A few weeks ago, my grief therapist texted me a link to a video with the message along the lines of, "I won't send you every grieving parent interview, but this one you have to see." It was this author on The One Show talking about the passing of his two-year-old son to brain cancer and how he'd written a memoir about it.
I had no idea it was going to be Rob Delaney, he who is beloved by me for the small, but crucial role of Peter in Deadpool 2 (X-Force!)
(I'm also under the general suspicion that he and David Harbour are the same person. It's the mustache. Have they ever been in the same room together? Just saying.)
I watched the interview and raced to buy the book...which was weeks from release. And it was because this author said something I felt like I'd been waiting to hear since June of 2018 when my 10 year old daughter Isabel, who spent five days on an ECMO, passed away from a cardiac arrest. And that was that he wanted to "write something very angry and hurt people." He didn't, by the way. There is righteous anger in this beautiful book, but I identified instantly with that sentiment without him having to explain why.
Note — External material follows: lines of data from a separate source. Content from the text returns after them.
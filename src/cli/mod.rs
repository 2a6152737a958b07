pub mod fetch;
pub mod history;
pub mod rates;
pub mod setup;
pub mod ui;
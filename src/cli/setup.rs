use crate::core::config::AppConfig;
use anyhow::{Context, Result};
use std::path::Path;

const EXAMPLE_CONFIG: &str = include_str!("../../docs/example_config.yaml");

/// Creates a default configuration file with example content at the default location
pub fn setup() -> Result<()> {
    setup_at_path(AppConfig::default_config_path()?)
}

/// Creates a default configuration file with example content at the specified path
pub fn setup_at_path<P: AsRef<Path>>(path: P) -> Result<()> {
    let path = path.as_ref();

    if path.exists() {
        anyhow::bail!("Configuration file already exists at {}", path.display());
    }

    if let Some(parent) = path.parent() {
        std::fs::create_dir_all(parent)
            .with_context(|| format!("Failed to create directory: {}", parent.display()))?;
    }

    std::fs::write(path, EXAMPLE_CONFIG)
        .with_context(|| format!("Failed to write config file to {}", path.display()))?;

    tracing::info!("Created default configuration at {}", path.display());
    println!("Created configuration at {}", path.display());
    Ok(())
}
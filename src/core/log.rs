use tracing::level_filters::LevelFilter;
use tracing_subscriber::{
    EnvFilter, filter::Targets, fmt, prelude::__tracing_subscriber_SubscriberExt,
    util::SubscriberInitExt,
};

/// How much the process should say when `RUST_LOG` is not set.
#[derive(Debug, Clone, Copy, PartialEq, Eq)]
pub enum LogMode {
    /// One-shot CLI commands: silent unless `--verbose`.
    Cli { verbose: bool },
    /// Long running server: info by default, timestamps on.
    Server { verbose: bool },
}

impl LogMode {
    pub fn level(&self) -> (LevelFilter, &'static str) {
        match self {
            LogMode::Cli { verbose: true } | LogMode::Server { verbose: true } => {
                (LevelFilter::DEBUG, "debug")
            }
            LogMode::Cli { verbose: false } => (LevelFilter::OFF, "off"),
            LogMode::Server { verbose: false } => (LevelFilter::INFO, "info"),
        }
    }
}

pub fn init_logging(mode: LogMode) {
    let (level_filter, level) = mode.level();
    let app_filter = Targets::new()
        .with_target("ratewatch", level_filter)
        .with_default(level_filter);
    let env_filter = EnvFilter::try_from_default_env().unwrap_or_else(|_| EnvFilter::new(level));

    let registry = tracing_subscriber::registry()
        .with(app_filter)
        .with(env_filter);

    match mode {
        LogMode::Cli { .. } => registry.with(fmt::layer().pretty().without_time()).init(),
        LogMode::Server { .. } => registry.with(fmt::layer().with_target(true)).init(),
    }
}
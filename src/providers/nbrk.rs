use super::http::HttpClient;
use super::{new_request, send};
use crate::core::rate::is_supported_currency;
use crate::core::{FetchError, RateObservation, RateProvider};
use async_trait::async_trait;
use chrono::Utc;
use reqwest::Method;
use serde::Deserialize;
use std::sync::Arc;
use tracing::{debug, instrument};

pub const SOURCE_NAME: &str = "NBRK";

/// National Bank of Kazakhstan RSS feed of official rates.
///
/// The feed publishes a single official rate per currency, so it is recorded
/// as both the buy and the sell side.
pub struct NbrkProvider {
    url: String,
    client: Arc<dyn HttpClient>,
}

impl NbrkProvider {
    pub fn new(url: &str, client: Arc<dyn HttpClient>) -> Self {
        NbrkProvider {
            url: url.to_string(),
            client,
        }
    }
}

#[derive(Debug, Deserialize)]
struct Rss {
    channel: Channel,
}

#[derive(Debug, Deserialize)]
struct Channel {
    #[serde(rename = "item", default)]
    items: Vec<Item>,
}

#[derive(Debug, Deserialize)]
struct Item {
    title: String,
    description: String,
}

#[async_trait]
impl RateProvider for NbrkProvider {
    fn name(&self) -> &str {
        SOURCE_NAME
    }

    #[instrument(name = "NbrkFetch", skip(self))]
    async fn fetch_rates(&self) -> Result<Vec<RateObservation>, FetchError> {
        let request = new_request(SOURCE_NAME, Method::GET, &self.url)?;
        let body = send(self.client.as_ref(), SOURCE_NAME, request).await?;
        let rss: Rss =
            quick_xml::de::from_str(&body).map_err(|e| FetchError::decode(SOURCE_NAME, e))?;

        let now = Utc::now();
        let rates: Vec<RateObservation> = rss
            .channel
            .items
            .into_iter()
            .filter(|item| is_supported_currency(&item.title))
            .map(|item| {
                RateObservation::new(
                    SOURCE_NAME,
                    &item.title,
                    item.description.clone(),
                    item.description,
                    now,
                )
            })
            .collect();

        if rates.is_empty() {
            return Err(FetchError::empty(SOURCE_NAME));
        }

        debug!("Fetched {} rates from {}", rates.len(), SOURCE_NAME);
        Ok(rates)
    }
}
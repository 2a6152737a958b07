//! Fan-out refresh across all sources and filtered reads of the observation log.

use crate::core::{RateError, RateObservation, RateProvider, StoreError};
use crate::store::RateStore;
use chrono::{DateTime, Utc};
use std::collections::BTreeMap;
use std::ops::AddAssign;
use std::sync::Arc;
use std::time::Duration;
use tokio::task::JoinSet;
use tracing::{Instrument, debug, info, info_span, warn};

/// Counts of observations written and skipped during a refresh.
#[derive(Debug, Clone, Copy, Default, PartialEq, Eq)]
pub struct RefreshSummary {
    pub inserted: usize,
    pub skipped: usize,
}

impl AddAssign for RefreshSummary {
    fn add_assign(&mut self, other: Self) {
        self.inserted += other.inserted;
        self.skipped += other.skipped;
    }
}

/// Optional filters for reading observations. Blank strings are treated as unset.
#[derive(Debug, Clone, Default)]
pub struct RateFilter {
    pub currency_code: Option<String>,
    pub source: Option<String>,
    pub start: Option<DateTime<Utc>>,
    pub end: Option<DateTime<Utc>>,
}

impl RateFilter {
    pub fn currency(currency_code: &str) -> Self {
        Self {
            currency_code: Some(currency_code.to_string()),
            ..Self::default()
        }
    }
}

fn present(value: &Option<String>) -> Option<&str> {
    value.as_deref().map(str::trim).filter(|v| !v.is_empty())
}

pub struct RateAggregator {
    store: Arc<dyn RateStore>,
    sources: BTreeMap<String, Arc<dyn RateProvider>>,
}

impl RateAggregator {
    pub fn new(
        store: Arc<dyn RateStore>,
        sources: BTreeMap<String, Arc<dyn RateProvider>>,
    ) -> Self {
        Self { store, sources }
    }

    pub fn source_names(&self) -> Vec<&str> {
        self.sources.keys().map(String::as_str).collect()
    }

    /// Fetches every source concurrently and appends observations whose quote
    /// differs from the latest stored one.
    ///
    /// All sources run to completion; if any failed, the first failure is
    /// returned while rows written by the others stay committed.
    pub async fn refresh(&self) -> Result<RefreshSummary, RateError> {
        let mut tasks = JoinSet::new();
        for (name, provider) in &self.sources {
            let provider = Arc::clone(provider);
            let store = Arc::clone(&self.store);
            let span = info_span!("refresh_source", source = %name);
            tasks.spawn(refresh_source(provider, store).instrument(span));
        }

        let mut summary = RefreshSummary::default();
        let mut first_error = None;
        while let Some(joined) = tasks.join_next().await {
            match joined.map_err(RateError::from).and_then(|result| result) {
                Ok(source_summary) => summary += source_summary,
                Err(e) => {
                    warn!("Source refresh failed: {}", e);
                    first_error.get_or_insert(e);
                }
            }
        }

        match first_error {
            Some(e) => Err(e),
            None => {
                info!(
                    "Refresh complete: {} inserted, {} unchanged",
                    summary.inserted, summary.skipped
                );
                Ok(summary)
            }
        }
    }

    /// [`refresh`](Self::refresh) bounded by `deadline`. Tasks still running
    /// at expiry are aborted.
    pub async fn refresh_with_deadline(
        &self,
        deadline: Duration,
    ) -> Result<RefreshSummary, RateError> {
        tokio::time::timeout(deadline, self.refresh())
            .await
            .map_err(|_| RateError::Deadline(deadline))?
    }

    /// Reads observations matching `filter`.
    ///
    /// Without both a currency and a source the result holds the newest row
    /// per `(currency, source)` pair; with both it is the full history.
    pub async fn query(&self, filter: &RateFilter) -> Result<Vec<RateObservation>, RateError> {
        if let (Some(start), Some(end)) = (filter.start, filter.end) {
            if start > end {
                return Err(RateError::Validation(format!(
                    "start {start} is after end {end}"
                )));
            }
        }

        let (start, end) = (filter.start, filter.end);
        let rows = match (present(&filter.currency_code), present(&filter.source)) {
            (None, None) => self.store.query_all(start, end).await?,
            (Some(currency), None) => self.store.query_by_currency(currency, start, end).await?,
            (None, Some(source)) => self.store.query_by_source(source, start, end).await?,
            (Some(currency), Some(source)) => {
                self.store
                    .query_by_currency_and_source(currency, source, start, end)
                    .await?
            }
        };
        debug!("Query {:?} returned {} rows", filter, rows.len());
        Ok(rows)
    }
}

async fn refresh_source(
    provider: Arc<dyn RateProvider>,
    store: Arc<dyn RateStore>,
) -> Result<RefreshSummary, RateError> {
    let rates = provider.fetch_rates().await?;

    let mut summary = RefreshSummary::default();
    for rate in rates {
        match store.latest(&rate.currency_code, &rate.source).await {
            Ok(latest) if latest.same_quote(&rate) => {
                summary.skipped += 1;
                continue;
            }
            Ok(_) | Err(StoreError::NotFound) => {}
            Err(e) => return Err(e.into()),
        }
        store.insert(&rate).await?;
        summary.inserted += 1;
    }

    debug!(
        "{}: {} inserted, {} unchanged",
        provider.name(),
        summary.inserted,
        summary.skipped
    );
    Ok(summary)
}

#[cfg(test)]
mod tests {
    use super::*;
    use crate::core::FetchError;
    use crate::store::DiskRateStore;
    use async_trait::async_trait;
    use std::sync::Mutex;
    use tempfile::{TempDir, tempdir};

    /// Provider that replays a scripted sequence of fetch outcomes.
    struct ScriptedProvider {
        name: String,
        quotes: Mutex<Vec<Vec<(&'static str, &'static str, &'static str)>>>,
        fail: bool,
        delay: Option<Duration>,
    }

    impl ScriptedProvider {
        fn new(name: &str, quotes: Vec<Vec<(&'static str, &'static str, &'static str)>>) -> Self {
            Self {
                name: name.to_string(),
                quotes: Mutex::new(quotes),
                fail: false,
                delay: None,
            }
        }

        fn failing(name: &str) -> Self {
            Self {
                fail: true,
                ..Self::new(name, vec![])
            }
        }
    }

    #[async_trait]
    impl RateProvider for ScriptedProvider {
        fn name(&self) -> &str {
            &self.name
        }

        async fn fetch_rates(&self) -> Result<Vec<RateObservation>, FetchError> {
            if let Some(delay) = self.delay {
                tokio::time::sleep(delay).await;
            }
            if self.fail {
                return Err(FetchError::empty(&self.name));
            }
            let mut quotes = self.quotes.lock().unwrap();
            // The last scripted response repeats once the script runs out
            let batch = if quotes.len() > 1 {
                quotes.remove(0)
            } else {
                quotes.first().cloned().unwrap_or_default()
            };
            let now = Utc::now();
            Ok(batch
                .into_iter()
                .map(|(code, buy, sell)| RateObservation::new(&self.name, code, buy, sell, now))
                .collect())
        }
    }

    fn aggregator(providers: Vec<ScriptedProvider>) -> (TempDir, RateAggregator) {
        let dir = tempdir().unwrap();
        let store = Arc::new(DiskRateStore::open(dir.path()).unwrap());
        let sources = providers
            .into_iter()
            .map(|p| (p.name.clone(), Arc::new(p) as Arc<dyn RateProvider>))
            .collect();
        (dir, RateAggregator::new(store, sources))
    }

    fn pair(currency: &str, source: &str) -> RateFilter {
        RateFilter {
            currency_code: Some(currency.to_string()),
            source: Some(source.to_string()),
            ..RateFilter::default()
        }
    }

    #[tokio::test]
    async fn test_refresh_is_idempotent_for_unchanged_quotes() {
        let (_dir, aggregator) = aggregator(vec![ScriptedProvider::new(
            "Kaspi",
            vec![vec![("USD", "490", "495"), ("EUR", "530", "540")]],
        )]);

        let first = aggregator.refresh().await.unwrap();
        assert_eq!(first, RefreshSummary { inserted: 2, skipped: 0 });
        let second = aggregator.refresh().await.unwrap();
        assert_eq!(second, RefreshSummary { inserted: 0, skipped: 2 });

        let history = aggregator.query(&pair("USD", "Kaspi")).await.unwrap();
        assert_eq!(history.len(), 1);
    }

    #[tokio::test]
    async fn test_refresh_appends_changed_quotes() {
        let (_dir, aggregator) = aggregator(vec![ScriptedProvider::new(
            "Kaspi",
            vec![
                vec![("USD", "490.50", "495")],
                vec![("USD", "491.00", "495")],
            ],
        )]);

        aggregator.refresh().await.unwrap();
        let summary = aggregator.refresh().await.unwrap();
        assert_eq!(summary.inserted, 1);

        let history = aggregator.query(&pair("USD", "Kaspi")).await.unwrap();
        assert_eq!(history.len(), 2);
        assert_eq!(history[0].buy, "491.00");
        assert!((history[0].buy_delta_prev - 0.5).abs() < 1e-9);
        assert_eq!(history[0].sell_delta_prev, 0.0);
    }

    #[tokio::test]
    async fn test_partial_failure_keeps_other_rows() {
        let (_dir, aggregator) = aggregator(vec![
            ScriptedProvider::failing("Halyk"),
            ScriptedProvider::new("NBRK", vec![vec![("USD", "541.91", "541.91")]]),
        ]);

        let err = aggregator.refresh().await.unwrap_err();
        assert!(
            matches!(err, RateError::Fetch(FetchError::EmptyResult { ref source_name }) if source_name == "Halyk"),
            "{err}"
        );

        let rows = aggregator.query(&RateFilter::default()).await.unwrap();
        assert_eq!(rows.len(), 1);
        assert_eq!(rows[0].source, "NBRK");
    }

    #[tokio::test(start_paused = true)]
    async fn test_refresh_deadline() {
        let mut slow = ScriptedProvider::new("RBK", vec![vec![("USD", "539.50", "546.50")]]);
        slow.delay = Some(Duration::from_secs(60));
        let (_dir, aggregator) = aggregator(vec![slow]);

        let err = aggregator
            .refresh_with_deadline(Duration::from_secs(25))
            .await
            .unwrap_err();
        assert!(matches!(err, RateError::Deadline(d) if d == Duration::from_secs(25)));
    }

    #[tokio::test]
    async fn test_query_dispatch() {
        let (_dir, aggregator) = aggregator(vec![
            ScriptedProvider::new(
                "Kaspi",
                vec![vec![("USD", "490", "495"), ("EUR", "530", "540")]],
            ),
            ScriptedProvider::new("NBRK", vec![vec![("USD", "541.91", "541.91")]]),
        ]);
        aggregator.refresh().await.unwrap();

        let all = aggregator.query(&RateFilter::default()).await.unwrap();
        assert_eq!(all.len(), 3);

        let usd = aggregator.query(&RateFilter::currency("USD")).await.unwrap();
        assert_eq!(usd.len(), 2);
        assert!(usd.iter().all(|r| r.currency_code == "USD"));

        let kaspi = aggregator
            .query(&RateFilter {
                source: Some("Kaspi".to_string()),
                ..RateFilter::default()
            })
            .await
            .unwrap();
        assert_eq!(kaspi.len(), 2);
        assert!(kaspi.iter().all(|r| r.source == "Kaspi"));

        let missing = aggregator.query(&pair("RUB", "Kaspi")).await.unwrap_err();
        assert!(missing.is_not_found());
    }

    #[tokio::test]
    async fn test_blank_filters_are_ignored() {
        let (_dir, aggregator) = aggregator(vec![ScriptedProvider::new(
            "HomeKZ",
            vec![vec![("USD", "538", "545"), ("RUB", "6.4", "7.2")]],
        )]);
        aggregator.refresh().await.unwrap();

        let rows = aggregator
            .query(&RateFilter {
                currency_code: Some(String::new()),
                source: Some("  ".to_string()),
                ..RateFilter::default()
            })
            .await
            .unwrap();
        assert_eq!(rows.len(), 2);
    }

    #[tokio::test]
    async fn test_query_rejects_inverted_range() {
        let (_dir, aggregator) = aggregator(vec![]);

        let now = Utc::now();
        let err = aggregator
            .query(&RateFilter {
                start: Some(now),
                end: Some(now - chrono::Duration::hours(1)),
                ..RateFilter::default()
            })
            .await
            .unwrap_err();
        assert!(matches!(err, RateError::Validation(_)), "{err}");
    }

    #[tokio::test]
    async fn test_empty_store_is_not_found() {
        let (_dir, aggregator) = aggregator(vec![]);
        assert!(aggregator.refresh().await.is_ok());
        let err = aggregator.query(&RateFilter::default()).await.unwrap_err();
        assert!(err.is_not_found());
    }
}
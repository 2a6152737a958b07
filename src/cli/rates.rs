use super::ui;
use crate::aggregator::{RateAggregator, RateFilter};
use crate::view::{BankSnapshot, build_snapshots};
use anyhow::Result;
use comfy_table::{Cell, Table};

pub async fn run(aggregator: &RateAggregator, currency: &str) -> Result<()> {
    let currency = currency.to_uppercase();
    let observations = match aggregator.query(&RateFilter::default()).await {
        Ok(rows) => rows,
        Err(e) if e.is_not_found() => Vec::new(),
        Err(e) => return Err(e.into()),
    };

    let banks = build_snapshots(&observations, &currency);
    if banks.is_empty() {
        println!(
            "{}",
            ui::style_text(
                &format!("No rates stored for {currency}. Run `ratewatch fetch` first."),
                ui::StyleType::Subtle
            )
        );
        return Ok(());
    }

    println!(
        "\n{}",
        ui::style_text(&format!("{currency} to KZT"), ui::StyleType::Title)
    );
    println!("{}", build_table(&banks, &currency));
    Ok(())
}

fn build_table(banks: &[BankSnapshot], currency: &str) -> Table {
    let mut table = ui::new_styled_table();
    table.set_header(vec![
        ui::header_cell("Bank"),
        ui::header_cell("Location"),
        ui::header_cell("Buy"),
        ui::header_cell("Buy Δ"),
        ui::header_cell("Sell"),
        ui::header_cell("Sell Δ"),
    ]);

    for bank in banks {
        let quote = bank.quote(currency).copied().unwrap_or_default();
        table.add_row(vec![
            Cell::new(&bank.name),
            Cell::new(&bank.location),
            ui::rate_cell(quote.buy),
            ui::change_cell(quote.buy_change_pct, "%"),
            ui::rate_cell(quote.sell),
            ui::change_cell(quote.sell_change_pct, "%"),
        ]);
    }
    table
}
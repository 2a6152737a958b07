pub mod freedom;
pub mod halyk;
pub mod home;
pub mod http;
pub mod kaspi;
pub mod nbrk;
pub mod rbk;

use crate::core::FetchError;
use crate::core::config::SourcesConfig;
use crate::core::rate::RateProvider;
use http::HttpClient;
use reqwest::{Method, Request, Url};
use serde::de::DeserializeOwned;
use std::collections::BTreeMap;
use std::sync::Arc;
use tracing::debug;

/// Builds a request for `url`, mapping a malformed URL to a transport error.
pub(crate) fn new_request(source: &str, method: Method, url: &str) -> Result<Request, FetchError> {
    let url = Url::parse(url)
        .map_err(|e| FetchError::transport(source, format!("invalid url '{url}': {e}")))?;
    Ok(Request::new(method, url))
}

/// Sends the request and returns the body of a 2xx response.
pub(crate) async fn send(
    client: &dyn HttpClient,
    source: &str,
    request: Request,
) -> Result<String, FetchError> {
    debug!("Requesting rates for {} from {}", source, request.url());
    let response = client
        .execute(request)
        .await
        .map_err(|e| FetchError::transport(source, format!("do request: {e}")))?;

    let status = response.status();
    if !status.is_success() {
        return Err(FetchError::transport(
            source,
            format!("unexpected status code: {}", status.as_u16()),
        ));
    }

    response
        .text()
        .await
        .map_err(|e| FetchError::transport(source, format!("read body: {e}")))
}

pub(crate) fn decode_json<T: DeserializeOwned>(source: &str, body: &str) -> Result<T, FetchError> {
    serde_json::from_str(body).map_err(|e| FetchError::decode(source, e))
}

/// Instantiates every source enabled in the configuration, keyed by source name.
pub fn from_config(
    sources: &SourcesConfig,
    client: Arc<dyn HttpClient>,
) -> BTreeMap<String, Arc<dyn RateProvider>> {
    let mut providers: Vec<Arc<dyn RateProvider>> = Vec::new();

    if let Some(cfg) = &sources.kaspi {
        providers.push(Arc::new(kaspi::KaspiProvider::new(&cfg.url, client.clone())));
    }
    if let Some(cfg) = &sources.halyk {
        providers.push(Arc::new(halyk::HalykProvider::new(&cfg.url, client.clone())));
    }
    if let Some(cfg) = &sources.freedom {
        providers.push(Arc::new(freedom::FreedomProvider::new(
            &cfg.url,
            client.clone(),
        )));
    }
    if let Some(cfg) = &sources.rbk {
        providers.push(Arc::new(rbk::RbkProvider::new(&cfg.url, client.clone())));
    }
    if let Some(cfg) = &sources.home {
        providers.push(Arc::new(home::HomeProvider::new(&cfg.url, client.clone())));
    }
    if let Some(cfg) = &sources.nbrk {
        providers.push(Arc::new(nbrk::NbrkProvider::new(&cfg.url, client.clone())));
    }

    providers
        .into_iter()
        .map(|p| (p.name().to_string(), p))
        .collect()
}
use super::http::HttpClient;
use super::{decode_json, new_request, send};
use crate::core::rate::is_supported_currency;
use crate::core::{FetchError, RateObservation, RateProvider};
use async_trait::async_trait;
use chrono::Utc;
use reqwest::Method;
use reqwest::header::{CONTENT_TYPE, HeaderName, HeaderValue};
use serde::Deserialize;
use std::sync::Arc;
use tracing::{debug, instrument};

pub const SOURCE_NAME: &str = "Kaspi";

const REQUEST_BODY: &str =
    r#"{"use_type":"32","currency_codes":["USD","EUR"],"rate_types":["SALE","BUY"]}"#;

/// Kaspi Bank aggregate rate endpoint. Quotes arrive as whole integers.
pub struct KaspiProvider {
    url: String,
    client: Arc<dyn HttpClient>,
}

impl KaspiProvider {
    pub fn new(url: &str, client: Arc<dyn HttpClient>) -> Self {
        KaspiProvider {
            url: url.to_string(),
            client,
        }
    }
}

#[derive(Debug, Deserialize)]
struct KaspiResponse {
    #[serde(default)]
    status: String,
    #[serde(default)]
    message: String,
    #[serde(default)]
    body: Vec<KaspiRate>,
}

#[derive(Debug, Deserialize)]
struct KaspiRate {
    currency: String,
    buy: i64,
    sale: i64,
}

#[async_trait]
impl RateProvider for KaspiProvider {
    fn name(&self) -> &str {
        SOURCE_NAME
    }

    #[instrument(name = "KaspiFetch", skip(self))]
    async fn fetch_rates(&self) -> Result<Vec<RateObservation>, FetchError> {
        let mut request = new_request(SOURCE_NAME, Method::POST, &self.url)?;
        let headers = request.headers_mut();
        headers.insert(CONTENT_TYPE, HeaderValue::from_static("application/json"));
        // Documented upstream as gLanguage/gSystem; header names are case-insensitive
        headers.insert(
            HeaderName::from_static("glanguage"),
            HeaderValue::from_static("ru"),
        );
        headers.insert(
            HeaderName::from_static("gsystem"),
            HeaderValue::from_static("kkz"),
        );
        *request.body_mut() = Some(REQUEST_BODY.into());

        let body = send(self.client.as_ref(), SOURCE_NAME, request).await?;
        let response: KaspiResponse = decode_json(SOURCE_NAME, &body)?;

        if response.status != "OK" || response.message != "OK" {
            return Err(FetchError::api(
                SOURCE_NAME,
                format!(
                    "status '{}', message '{}'",
                    response.status, response.message
                ),
            ));
        }

        let now = Utc::now();
        let rates: Vec<RateObservation> = response
            .body
            .into_iter()
            .filter(|r| is_supported_currency(&r.currency))
            .map(|r| {
                RateObservation::new(
                    SOURCE_NAME,
                    &r.currency,
                    r.buy.to_string(),
                    r.sale.to_string(),
                    now,
                )
            })
            .collect();

        if rates.is_empty() {
            return Err(FetchError::empty(SOURCE_NAME));
        }

        debug!("Fetched {} rates from {}", rates.len(), SOURCE_NAME);
        Ok(rates)
    }
}
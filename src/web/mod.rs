//! HTTP surface: dashboard pages and a JSON query endpoint.

pub mod render;

use crate::aggregator::{RateAggregator, RateFilter};
use crate::core::{RateError, RateObservation, StoreError};
use crate::view::{BankSnapshot, build_snapshots};
use anyhow::{Context, Result};
use axum::{
    Json, Router,
    extract::{Path, Query, State},
    http::{HeaderMap, StatusCode},
    response::{Html, IntoResponse, Response},
    routing::get,
};
use chrono::{DateTime, Utc};
use serde::{Deserialize, Serialize};
use std::future::Future;
use std::net::SocketAddr;
use std::sync::Arc;
use thiserror::Error;
use tracing::{error, info};

const DEFAULT_CURRENCY: &str = "usd";
const HX_REQUEST_HEADER: &str = "hx-request";

pub struct AppState {
    pub aggregator: Arc<RateAggregator>,
}

#[derive(Error, Debug)]
pub enum ApiError {
    #[error("no data")]
    NotFound,
    #[error("{0}")]
    BadRequest(String),
    #[error("{0}")]
    Internal(String),
}

impl From<RateError> for ApiError {
    fn from(err: RateError) -> Self {
        match err {
            RateError::Store(StoreError::NotFound) => ApiError::NotFound,
            RateError::Validation(_) | RateError::Store(StoreError::Validation(_)) => {
                ApiError::BadRequest(err.to_string())
            }
            other => ApiError::Internal(other.to_string()),
        }
    }
}

#[derive(Serialize)]
struct ErrorBody {
    code: u16,
    message: String,
}

impl IntoResponse for ApiError {
    fn into_response(self) -> Response {
        let status = match &self {
            ApiError::NotFound => StatusCode::NOT_FOUND,
            ApiError::BadRequest(_) => StatusCode::BAD_REQUEST,
            ApiError::Internal(reason) => {
                error!("Request failed: {}", reason);
                StatusCode::INTERNAL_SERVER_ERROR
            }
        };
        let body = Json(ErrorBody {
            code: status.as_u16(),
            message: self.to_string(),
        });
        (status, body).into_response()
    }
}

pub type ApiResult<T> = Result<T, ApiError>;

/// Dashboard snapshots for `currency`; an empty store yields no banks.
async fn gather_banks(state: &AppState, currency: &str) -> ApiResult<Vec<BankSnapshot>> {
    match state.aggregator.query(&RateFilter::default()).await {
        Ok(observations) => Ok(build_snapshots(&observations, currency)),
        Err(e) if e.is_not_found() => Ok(Vec::new()),
        Err(e) => Err(e.into()),
    }
}

fn is_htmx(headers: &HeaderMap) -> bool {
    headers
        .get(HX_REQUEST_HEADER)
        .and_then(|v| v.to_str().ok())
        .is_some_and(|v| v.eq_ignore_ascii_case("true"))
}

async fn index(State(state): State<Arc<AppState>>) -> ApiResult<Html<String>> {
    let banks = gather_banks(&state, DEFAULT_CURRENCY).await?;
    Ok(Html(render::page(&banks, DEFAULT_CURRENCY)))
}

async fn currency_page(
    Path(currency): Path<String>,
    headers: HeaderMap,
    State(state): State<Arc<AppState>>,
) -> ApiResult<Html<String>> {
    let banks = gather_banks(&state, &currency).await?;
    if is_htmx(&headers) {
        return Ok(Html(render::tab_fragment(&banks, &currency)));
    }
    Ok(Html(render::page(&banks, &currency)))
}

#[derive(Debug, Default, Deserialize)]
struct RatesQuery {
    currency: Option<String>,
    source: Option<String>,
    start: Option<DateTime<Utc>>,
    end: Option<DateTime<Utc>>,
}

async fn api_rates(
    Query(query): Query<RatesQuery>,
    State(state): State<Arc<AppState>>,
) -> ApiResult<Json<Vec<RateObservation>>> {
    let filter = RateFilter {
        currency_code: query.currency.map(|c| c.to_uppercase()),
        source: query.source,
        start: query.start,
        end: query.end,
    };
    let rows = state.aggregator.query(&filter).await?;
    Ok(Json(rows))
}

pub fn router(state: Arc<AppState>) -> Router {
    Router::new()
        .route("/", get(index))
        .route("/c/{currency}", get(currency_page))
        .route("/api/rates", get(api_rates))
        .with_state(state)
}

/// Serves the dashboard on `addr` until `shutdown` resolves.
pub async fn serve(
    addr: SocketAddr,
    state: Arc<AppState>,
    shutdown: impl Future<Output = ()> + Send + 'static,
) -> Result<()> {
    let listener = tokio::net::TcpListener::bind(addr)
        .await
        .with_context(|| format!("Failed to bind {addr}"))?;
    info!("Listening on http://{}", addr);
    axum::serve(listener, router(state))
        .with_graceful_shutdown(shutdown)
        .await
        .context("HTTP server failed")
}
In that moment, I knew this book would unlock the last door that has thus far prevented me from writing my own memoir. And I was right. Here was raw honesty that’s been missing from my imaginary rough drafts that alternated between fluffy unicorns and rainbows, to shoving the worst, hardest, most effed up parts at readers and saying, BEHOLD MY SUFFERING, FOR IT IS GREATER THAN THINE, whether that's true or not.
So I mentally gave it 5 stars right out the gate.
The next step was to actually read it, which I did in a few short hours, alternately laughing my ass off, crying, or staring in disbelief at the serendipities in our experiences: from the importance of Joan Didion, to memorial tattoos (I have a sleeve of them) to a loved one's suicide, to our children dying in 2018 on our birthdays. Plus, a host of micro-similarities that only come from having an inkling of what the writer is talking about. I am by no means an authority on his grief, but I'm in the club and I get it. And reading this book was him saying to me, "I get it."
After [Henry] died, I had the odd sensation of somehow being older than my parents, or at the very least having seen something that they hadn't, and it had changed me. ...No one had anything to offer me that could light my path and show me a way forward...That was a very sad and lonely feeling.
This entire book could have been that paragraph only, and I'd have considered it money well spent.
For grieving parents, this book is a path forward. For those struggling to know what to do for a grieving parent, this book is a path forward. My protectiveness over this book and everything in it might be irrational but anyone giving it one star can go "gargle a big bowl of diarrhea." Until you walk a mile, and all that. Because when you lose a beautiful, kind, sweet child every day forward on this earth needs a trigger warning. The blinders come off, and the blurred line between what is bullshit and what is real and true evaporates, and sometimes you just want to burn it all down.
And lest this review devolve into being all about me (too late!) it bears reiterating that the book is funny as hell. Darker, angrier, even funnier thoughts about losing a child share space with the grace and beauty inherent in such an experience, and it should. The metric fuck-ton of hard stuff makes everything else all the more precious. To leave it out is to miss the point entirely, so I appreciate (such a weak word) the honesty in this book for mashing them both together and saying, "You might never know this, I hope you never know this, but THIS is what it is."
I am inspired and grateful for this book.
Another thing I know, is that a lost child slipping out of the memories, or thoughts, or the consciousnesses of the rest of the world, (that continues to chug on despite the enormous hole carved out of your soul) is another kind of agony.
When I light my nightly candle to Izzy, I'll add Henry to my thoughts and be grateful for him too.